Try it —
The lines to find are those in the entries that hold the word "CiConfig"; copy every one of them.

Source data —
────────────────────────────────────────

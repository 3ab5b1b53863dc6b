//! Coarse file categories for the report overview.

use std::path::Path;

/// What kind of file a path is, judged from its location and extension.
#[derive(Debug, Clone, Copy, PartialEq, Eq, PartialOrd, Ord, Hash)]
pub enum Category {
    GuidanceDocument,
    SourceCode,
    Tests,
    Documentation,
    ProjectDocs,
    Configuration,
    CiConfig,
    Frontend,
    Database,
    Scripts,
    Protocol,
    Executable,
    Other,
}

impl Category {
    pub fn label(&self) -> &'static str {
        match self {
            Category::GuidanceDocument => "Guidance document",
            Category::SourceCode => "Source code",
            Category::Tests => "Tests",
            Category::Documentation => "Documentation",
            Category::ProjectDocs => "Project docs",
            Category::Configuration => "Configuration",
            Category::CiConfig => "CI configuration",
            Category::Frontend => "Frontend",
            Category::Database => "Database",
            Category::Scripts => "Scripts",
            Category::Protocol => "Protocol definitions",
            Category::Executable => "Executables",
            Category::Other => "Other",
        }
    }
}

const SOURCE_EXTENSIONS: &[&str] = &[
    "rs", "py", "js", "jsx", "ts", "tsx", "java", "kt", "go", "c", "h", "cc", "cpp", "hpp",
    "cs", "rb", "swift", "php", "scala",
];
const DOC_EXTENSIONS: &[&str] = &["md", "txt", "rst", "adoc"];
const CONFIG_EXTENSIONS: &[&str] = &["json", "yaml", "yml", "xml", "ini", "toml", "cfg", "conf"];
const FRONTEND_EXTENSIONS: &[&str] = &["html", "css", "scss", "less", "vue", "svelte"];
const DATABASE_EXTENSIONS: &[&str] = &["sql", "db"];
const SCRIPT_EXTENSIONS: &[&str] = &["sh", "bash", "bat", "ps1"];
const PROTOCOL_EXTENSIONS: &[&str] = &["proto", "thrift", "graphql"];

const PROJECT_DOC_PREFIXES: &[&str] = &["readme", "license", "changelog", "contributing"];

/// Classify a repository-relative path with `/` separators.
pub fn classify(path: &str, guidance_path: &str) -> Category {
    if path == guidance_path {
        return Category::GuidanceDocument;
    }
    if path.starts_with(".github/") {
        return Category::CiConfig;
    }
    if is_test_path(path) {
        return Category::Tests;
    }

    let file_name = path.rsplit('/').next().unwrap_or(path);
    let lower = file_name.to_ascii_lowercase();
    if PROJECT_DOC_PREFIXES.iter().any(|p| lower.starts_with(p)) {
        return Category::ProjectDocs;
    }

    if !lower.contains('.') {
        return Category::Executable;
    }
    let Some(ext) = Path::new(&lower).extension().and_then(|e| e.to_str()) else {
        return Category::Other;
    };
    let table: [(&[&str], Category); 7] = [
        (SOURCE_EXTENSIONS, Category::SourceCode),
        (DOC_EXTENSIONS, Category::Documentation),
        (CONFIG_EXTENSIONS, Category::Configuration),
        (FRONTEND_EXTENSIONS, Category::Frontend),
        (DATABASE_EXTENSIONS, Category::Database),
        (SCRIPT_EXTENSIONS, Category::Scripts),
        (PROTOCOL_EXTENSIONS, Category::Protocol),
    ];
    table
        .iter()
        .find(|(exts, _)| exts.contains(&ext))
        .map(|(_, category)| *category)
        .unwrap_or(Category::Other)
}

fn is_test_path(path: &str) -> bool {
    let mut parts: Vec<&str> = path.split('/').collect();
    let file_name = parts.pop().unwrap_or_default().to_ascii_lowercase();

    if parts
        .iter()
        .any(|dir| matches!(*dir, "test" | "tests" | "__tests__" | "spec"))
    {
        return true;
    }

    let stem = file_name
        .rsplit_once('.')
        .map(|(stem, _)| stem)
        .unwrap_or(&file_name);
    stem == "test"
        || stem == "tests"
        || stem.starts_with("test_")
        || stem.ends_with("_test")
        || stem.ends_with("_tests")
        || stem.ends_with(".test")
        || stem.ends_with(".spec")
}
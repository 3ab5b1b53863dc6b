//! `docsync advance`.

use tracing::info;

use crate::advance::{self, AdvanceOptions, Advancement};
use crate::cli::AdvanceArgs;
use crate::config::Config;
use crate::error::Error;
use crate::history::{short_id, GitHistory};

/// Run the advance command.
pub fn run(args: &AdvanceArgs) -> Result<(), Error> {
    let history = GitHistory::open(&args.repo_path)?;
    let config = Config::load(&args.repo_path)?;
    let checkpoint_path = config.checkpoint_path(&args.repo_path, args.checkpoint.as_deref());

    let options = AdvanceOptions {
        repo_path: args.repo_path.clone(),
        checkpoint_path: checkpoint_path.clone(),
        dry_run: args.dry_run,
    };
    let outcome = advance::advance(&history, &options)?;
    println!("{}", summary(&outcome));

    if let Some(message) = &args.commit {
        if outcome.written {
            let id = history.commit_file(&checkpoint_path, message)?;
            info!(commit = %id, "Committed checkpoint");
            println!("Committed checkpoint as {}", short_id(&id));
        } else {
            info!("Dry run, not committing");
        }
    }

    Ok(())
}

/// One-paragraph description of what changed.
pub fn summary(outcome: &Advancement) -> String {
    let previous_start = outcome
        .previous
        .range_start_commit
        .as_deref()
        .map_or("none".to_string(), |id| short_id(id).to_string());
    let new_start = outcome
        .updated
        .range_start_commit
        .as_deref()
        .map_or("none".to_string(), |id| short_id(id).to_string());

    let mut text = format!(
        "doc_revision: {} -> {}\nrange_start_commit: {} -> {}",
        outcome.previous.doc_revision, outcome.updated.doc_revision, previous_start, new_start
    );
    if let Some(update) = &outcome.updated.last_update {
        text.push_str(&format!(
            "\nlast_update: {} by {} on {}",
            update.timestamp, update.author, update.branch
        ));
    }
    if !outcome.written {
        text.push_str("\n(dry run, nothing written)");
    }
    text
}

#[cfg(test)]
mod tests {
    use super::*;
    use crate::checkpoint::Checkpoint;
    use crate::history::History;
    use crate::testing::RepoFixture;
    use std::fs;
    use std::path::Path;

    fn args(repo: &Path) -> AdvanceArgs {
        AdvanceArgs {
            repo_path: repo.to_path_buf(),
            checkpoint: None,
            dry_run: false,
            commit: None,
        }
    }

    fn default_checkpoint(repo: &Path) -> std::path::PathBuf {
        repo.join(".github/copilot-instructions.metadata.json")
    }

    #[test]
    fn test_run_writes_default_checkpoint() {
        let (fixture, ids) = RepoFixture::linear(3);
        fs::create_dir_all(fixture.path().join(".github")).unwrap();

        run(&args(fixture.path())).unwrap();

        let saved = Checkpoint::load(&default_checkpoint(fixture.path()))
            .unwrap()
            .unwrap();
        assert_eq!(saved.doc_revision, 1);
        assert_eq!(saved.range_start_commit.as_deref(), Some(ids[2].as_str()));
    }

    #[test]
    fn test_run_respects_explicit_checkpoint() {
        let (fixture, ids) = RepoFixture::linear(2);
        let path = fixture.path().join("state.json");
        let mut advance_args = args(fixture.path());
        advance_args.checkpoint = Some(path.clone());

        run(&advance_args).unwrap();

        let saved = Checkpoint::load(&path).unwrap().unwrap();
        assert_eq!(saved.range_start_commit.as_deref(), Some(ids[1].as_str()));
        assert!(!default_checkpoint(fixture.path()).exists());
    }

    #[test]
    fn test_run_missing_github_directory() {
        let (fixture, _) = RepoFixture::linear(1);

        let err = run(&args(fixture.path())).unwrap_err();
        assert!(matches!(err, Error::CheckpointWrite { .. }));
        assert!(!fixture.path().join(".github").exists());
    }

    #[test]
    fn test_run_commits_checkpoint() {
        let (fixture, ids) = RepoFixture::linear(2);
        fs::create_dir_all(fixture.path().join(".github")).unwrap();
        let mut advance_args = args(fixture.path());
        advance_args.commit = Some("Update guidance metadata".to_string());

        run(&advance_args).unwrap();

        let history = GitHistory::open(fixture.path()).unwrap();
        let tip = history.tip().unwrap().unwrap();
        assert_ne!(tip.id, ids[1]);
        let commits = history.commits(Some(&ids[1]), None).unwrap();
        assert_eq!(commits.len(), 1);
        assert_eq!(commits[0].subject, "Update guidance metadata");

        // The checkpoint names the commit it was computed from, not the one
        // that recorded it.
        let saved = Checkpoint::load(&default_checkpoint(fixture.path()))
            .unwrap()
            .unwrap();
        assert_eq!(saved.range_start_commit.as_deref(), Some(ids[1].as_str()));
    }

    #[test]
    fn test_dry_run_skips_commit() {
        let (fixture, ids) = RepoFixture::linear(2);
        fs::create_dir_all(fixture.path().join(".github")).unwrap();
        let mut advance_args = args(fixture.path());
        advance_args.dry_run = true;
        advance_args.commit = Some("Should not happen".to_string());

        run(&advance_args).unwrap();

        let history = GitHistory::open(fixture.path()).unwrap();
        assert_eq!(history.tip().unwrap().unwrap().id, ids[1]);
        assert!(!default_checkpoint(fixture.path()).exists());
    }

    #[test]
    fn test_summary() {
        let (fixture, ids) = RepoFixture::linear(2);
        fs::create_dir_all(fixture.path().join(".github")).unwrap();
        let history = GitHistory::open(fixture.path()).unwrap();
        let options = AdvanceOptions {
            repo_path: fixture.path().to_path_buf(),
            checkpoint_path: default_checkpoint(fixture.path()),
            dry_run: true,
        };

        let outcome = advance::advance(&history, &options).unwrap();
        let text = summary(&outcome);
        assert!(text.contains("doc_revision: 0 -> 1"));
        assert!(text.contains(&format!("range_start_commit: none -> {}", &ids[1][..8])));
        assert!(text.contains("by Alice"));
        assert!(text.ends_with("(dry run, nothing written)"));
    }
}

────────────────────────────────────────

Worked solution —
    CiConfig,
            Category::CiConfig => "CI configuration",
        return Category::CiConfig;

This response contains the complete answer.